■ **What to do**:
Return, from the lines below, each one that includes the word "details".

*** Task material Section Begins ***

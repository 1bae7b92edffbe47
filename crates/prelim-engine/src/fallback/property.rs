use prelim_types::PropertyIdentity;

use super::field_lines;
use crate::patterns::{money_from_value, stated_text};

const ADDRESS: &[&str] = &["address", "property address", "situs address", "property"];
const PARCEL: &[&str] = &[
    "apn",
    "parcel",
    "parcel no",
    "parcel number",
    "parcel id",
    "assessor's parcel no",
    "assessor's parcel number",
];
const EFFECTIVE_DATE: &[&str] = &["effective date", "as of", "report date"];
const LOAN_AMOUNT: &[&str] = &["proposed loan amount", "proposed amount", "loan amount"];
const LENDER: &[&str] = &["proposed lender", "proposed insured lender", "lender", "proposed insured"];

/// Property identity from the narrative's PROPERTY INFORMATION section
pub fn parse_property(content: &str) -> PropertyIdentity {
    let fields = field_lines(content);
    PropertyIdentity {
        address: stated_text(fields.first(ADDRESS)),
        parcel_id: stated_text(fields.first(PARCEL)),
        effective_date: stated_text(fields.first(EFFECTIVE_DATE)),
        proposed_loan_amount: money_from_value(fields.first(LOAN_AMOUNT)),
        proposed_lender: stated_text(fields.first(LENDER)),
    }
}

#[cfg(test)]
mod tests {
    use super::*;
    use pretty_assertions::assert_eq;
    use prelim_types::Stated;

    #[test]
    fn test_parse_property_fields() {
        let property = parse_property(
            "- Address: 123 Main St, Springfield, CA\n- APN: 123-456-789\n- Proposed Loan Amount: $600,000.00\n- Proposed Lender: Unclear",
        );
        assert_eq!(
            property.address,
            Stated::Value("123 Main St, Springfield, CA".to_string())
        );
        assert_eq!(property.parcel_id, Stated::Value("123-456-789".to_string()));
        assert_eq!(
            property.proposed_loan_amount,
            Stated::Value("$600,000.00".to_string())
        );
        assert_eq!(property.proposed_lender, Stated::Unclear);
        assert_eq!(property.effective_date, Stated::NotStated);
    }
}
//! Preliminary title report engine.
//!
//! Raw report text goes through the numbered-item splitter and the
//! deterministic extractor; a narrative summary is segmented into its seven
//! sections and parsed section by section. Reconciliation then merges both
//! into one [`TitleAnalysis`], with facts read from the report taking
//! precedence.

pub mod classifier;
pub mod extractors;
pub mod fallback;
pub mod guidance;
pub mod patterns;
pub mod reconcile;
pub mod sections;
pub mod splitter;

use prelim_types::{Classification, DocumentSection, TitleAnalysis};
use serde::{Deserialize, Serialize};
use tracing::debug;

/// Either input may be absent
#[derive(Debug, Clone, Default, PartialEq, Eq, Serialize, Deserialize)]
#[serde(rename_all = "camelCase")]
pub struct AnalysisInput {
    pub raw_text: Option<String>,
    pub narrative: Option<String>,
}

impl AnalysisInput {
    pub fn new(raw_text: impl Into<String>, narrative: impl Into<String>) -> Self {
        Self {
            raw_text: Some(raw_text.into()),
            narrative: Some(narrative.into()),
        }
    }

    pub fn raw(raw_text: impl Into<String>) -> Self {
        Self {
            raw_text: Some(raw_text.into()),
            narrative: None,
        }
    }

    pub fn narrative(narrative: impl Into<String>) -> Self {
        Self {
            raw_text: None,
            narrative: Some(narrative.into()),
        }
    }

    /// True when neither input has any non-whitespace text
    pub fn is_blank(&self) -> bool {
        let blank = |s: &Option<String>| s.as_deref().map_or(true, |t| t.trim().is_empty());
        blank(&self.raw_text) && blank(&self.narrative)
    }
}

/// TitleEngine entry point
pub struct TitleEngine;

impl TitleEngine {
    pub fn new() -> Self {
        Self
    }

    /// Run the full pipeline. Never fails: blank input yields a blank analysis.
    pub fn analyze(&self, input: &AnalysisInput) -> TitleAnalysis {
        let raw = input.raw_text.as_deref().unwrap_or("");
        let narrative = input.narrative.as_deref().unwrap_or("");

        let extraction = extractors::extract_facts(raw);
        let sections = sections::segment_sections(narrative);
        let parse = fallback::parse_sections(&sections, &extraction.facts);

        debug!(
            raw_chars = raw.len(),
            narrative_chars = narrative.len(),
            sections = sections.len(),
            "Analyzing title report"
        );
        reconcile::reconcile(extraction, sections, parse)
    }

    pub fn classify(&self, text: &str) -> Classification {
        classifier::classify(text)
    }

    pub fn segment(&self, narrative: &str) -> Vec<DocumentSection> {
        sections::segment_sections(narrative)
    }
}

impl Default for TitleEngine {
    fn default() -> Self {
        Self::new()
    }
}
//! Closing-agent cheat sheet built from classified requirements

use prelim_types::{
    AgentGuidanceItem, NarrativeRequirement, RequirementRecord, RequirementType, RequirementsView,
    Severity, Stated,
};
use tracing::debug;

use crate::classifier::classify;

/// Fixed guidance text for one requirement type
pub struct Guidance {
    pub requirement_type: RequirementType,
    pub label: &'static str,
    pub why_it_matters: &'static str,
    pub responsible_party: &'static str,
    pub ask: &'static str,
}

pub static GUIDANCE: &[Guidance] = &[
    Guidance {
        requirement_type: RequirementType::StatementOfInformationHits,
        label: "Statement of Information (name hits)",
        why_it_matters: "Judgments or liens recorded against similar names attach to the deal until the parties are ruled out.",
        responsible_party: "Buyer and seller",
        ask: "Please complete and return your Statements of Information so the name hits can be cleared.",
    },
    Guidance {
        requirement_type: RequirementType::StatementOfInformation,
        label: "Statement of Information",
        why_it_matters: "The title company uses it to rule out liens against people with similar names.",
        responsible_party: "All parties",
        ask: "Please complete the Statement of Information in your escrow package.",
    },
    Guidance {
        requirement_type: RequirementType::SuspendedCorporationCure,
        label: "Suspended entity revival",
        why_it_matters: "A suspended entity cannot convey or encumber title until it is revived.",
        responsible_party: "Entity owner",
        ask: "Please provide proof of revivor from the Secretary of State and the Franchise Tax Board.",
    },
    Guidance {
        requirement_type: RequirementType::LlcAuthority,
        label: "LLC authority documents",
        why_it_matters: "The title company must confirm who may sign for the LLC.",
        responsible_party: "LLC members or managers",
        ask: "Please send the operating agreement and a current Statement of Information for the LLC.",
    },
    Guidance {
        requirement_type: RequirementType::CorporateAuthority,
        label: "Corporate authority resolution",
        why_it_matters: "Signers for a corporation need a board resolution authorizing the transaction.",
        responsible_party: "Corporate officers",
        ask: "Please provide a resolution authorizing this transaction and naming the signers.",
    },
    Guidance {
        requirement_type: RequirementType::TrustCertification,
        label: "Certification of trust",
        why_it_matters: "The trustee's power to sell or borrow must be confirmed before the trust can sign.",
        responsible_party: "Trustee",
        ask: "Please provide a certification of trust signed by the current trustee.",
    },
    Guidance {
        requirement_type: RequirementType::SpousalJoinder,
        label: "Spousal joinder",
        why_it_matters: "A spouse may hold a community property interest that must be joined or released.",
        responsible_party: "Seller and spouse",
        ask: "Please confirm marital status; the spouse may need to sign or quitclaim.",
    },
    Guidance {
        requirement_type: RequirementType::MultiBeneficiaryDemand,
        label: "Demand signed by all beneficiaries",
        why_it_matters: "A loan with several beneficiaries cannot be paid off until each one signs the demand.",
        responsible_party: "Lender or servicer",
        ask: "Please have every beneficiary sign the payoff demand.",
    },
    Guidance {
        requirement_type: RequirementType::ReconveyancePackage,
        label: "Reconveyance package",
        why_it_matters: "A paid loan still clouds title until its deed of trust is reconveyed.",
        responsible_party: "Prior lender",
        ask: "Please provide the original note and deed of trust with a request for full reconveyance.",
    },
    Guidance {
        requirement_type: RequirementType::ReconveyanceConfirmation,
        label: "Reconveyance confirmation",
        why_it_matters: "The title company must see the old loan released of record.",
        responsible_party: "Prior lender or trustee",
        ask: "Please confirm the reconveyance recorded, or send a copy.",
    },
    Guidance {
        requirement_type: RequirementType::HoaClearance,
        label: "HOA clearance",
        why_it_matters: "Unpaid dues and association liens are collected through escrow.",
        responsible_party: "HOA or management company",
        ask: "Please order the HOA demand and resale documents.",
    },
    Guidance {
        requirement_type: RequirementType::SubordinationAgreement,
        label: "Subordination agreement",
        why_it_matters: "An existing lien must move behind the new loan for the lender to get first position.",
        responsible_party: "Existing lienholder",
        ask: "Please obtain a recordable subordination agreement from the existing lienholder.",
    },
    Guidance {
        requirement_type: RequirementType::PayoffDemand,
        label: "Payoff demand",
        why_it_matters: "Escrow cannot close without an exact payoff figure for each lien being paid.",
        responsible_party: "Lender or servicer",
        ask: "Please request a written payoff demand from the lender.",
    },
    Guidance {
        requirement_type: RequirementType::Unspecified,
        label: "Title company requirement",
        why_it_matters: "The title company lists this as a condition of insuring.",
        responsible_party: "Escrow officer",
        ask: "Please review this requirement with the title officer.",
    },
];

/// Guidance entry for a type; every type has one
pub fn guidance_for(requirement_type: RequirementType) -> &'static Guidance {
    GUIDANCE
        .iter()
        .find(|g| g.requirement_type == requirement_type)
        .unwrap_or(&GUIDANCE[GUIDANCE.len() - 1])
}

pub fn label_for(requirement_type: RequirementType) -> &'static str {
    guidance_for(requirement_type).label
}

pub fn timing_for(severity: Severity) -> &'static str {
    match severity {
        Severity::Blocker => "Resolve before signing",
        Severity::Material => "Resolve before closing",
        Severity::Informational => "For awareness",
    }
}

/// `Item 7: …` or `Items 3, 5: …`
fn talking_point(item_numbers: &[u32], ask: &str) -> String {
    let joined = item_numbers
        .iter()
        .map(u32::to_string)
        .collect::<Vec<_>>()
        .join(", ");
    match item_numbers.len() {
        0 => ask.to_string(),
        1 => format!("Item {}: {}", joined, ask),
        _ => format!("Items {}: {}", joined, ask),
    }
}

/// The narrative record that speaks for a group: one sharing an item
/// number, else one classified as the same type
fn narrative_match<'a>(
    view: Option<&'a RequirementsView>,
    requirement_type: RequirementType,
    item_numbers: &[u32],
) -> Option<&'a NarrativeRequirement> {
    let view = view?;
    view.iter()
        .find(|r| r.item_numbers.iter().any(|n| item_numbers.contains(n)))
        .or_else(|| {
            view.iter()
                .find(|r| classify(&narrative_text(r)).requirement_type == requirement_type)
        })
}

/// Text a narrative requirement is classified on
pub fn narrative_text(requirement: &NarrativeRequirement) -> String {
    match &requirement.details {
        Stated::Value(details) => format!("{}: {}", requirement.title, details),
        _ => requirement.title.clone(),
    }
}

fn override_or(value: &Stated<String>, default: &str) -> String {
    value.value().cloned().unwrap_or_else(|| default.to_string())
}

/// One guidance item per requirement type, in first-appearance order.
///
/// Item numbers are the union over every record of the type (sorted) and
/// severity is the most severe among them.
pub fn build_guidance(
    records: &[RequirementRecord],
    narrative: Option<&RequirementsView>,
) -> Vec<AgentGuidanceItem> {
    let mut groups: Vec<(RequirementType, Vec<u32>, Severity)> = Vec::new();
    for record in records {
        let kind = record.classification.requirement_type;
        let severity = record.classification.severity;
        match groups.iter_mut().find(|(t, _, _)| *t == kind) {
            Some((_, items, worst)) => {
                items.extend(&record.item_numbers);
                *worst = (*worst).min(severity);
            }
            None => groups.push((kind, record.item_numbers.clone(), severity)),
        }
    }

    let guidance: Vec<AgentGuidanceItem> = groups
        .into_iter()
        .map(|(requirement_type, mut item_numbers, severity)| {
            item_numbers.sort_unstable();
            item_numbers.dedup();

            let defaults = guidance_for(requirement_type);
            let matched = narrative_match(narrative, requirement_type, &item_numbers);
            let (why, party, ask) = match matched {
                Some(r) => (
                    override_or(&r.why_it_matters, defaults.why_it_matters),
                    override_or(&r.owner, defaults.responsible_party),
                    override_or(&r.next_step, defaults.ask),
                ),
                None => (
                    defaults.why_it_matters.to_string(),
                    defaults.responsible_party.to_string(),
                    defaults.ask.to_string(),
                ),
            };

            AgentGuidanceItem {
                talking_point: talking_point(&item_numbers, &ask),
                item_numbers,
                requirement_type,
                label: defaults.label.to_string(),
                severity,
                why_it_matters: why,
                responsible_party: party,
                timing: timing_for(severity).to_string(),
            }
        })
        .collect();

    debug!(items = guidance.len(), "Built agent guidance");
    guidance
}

*** Task material Section Ends ***

■ **Expected output**:
    match &requirement.details {
        Stated::Value(details) => format!("{}: {}", requirement.title, details),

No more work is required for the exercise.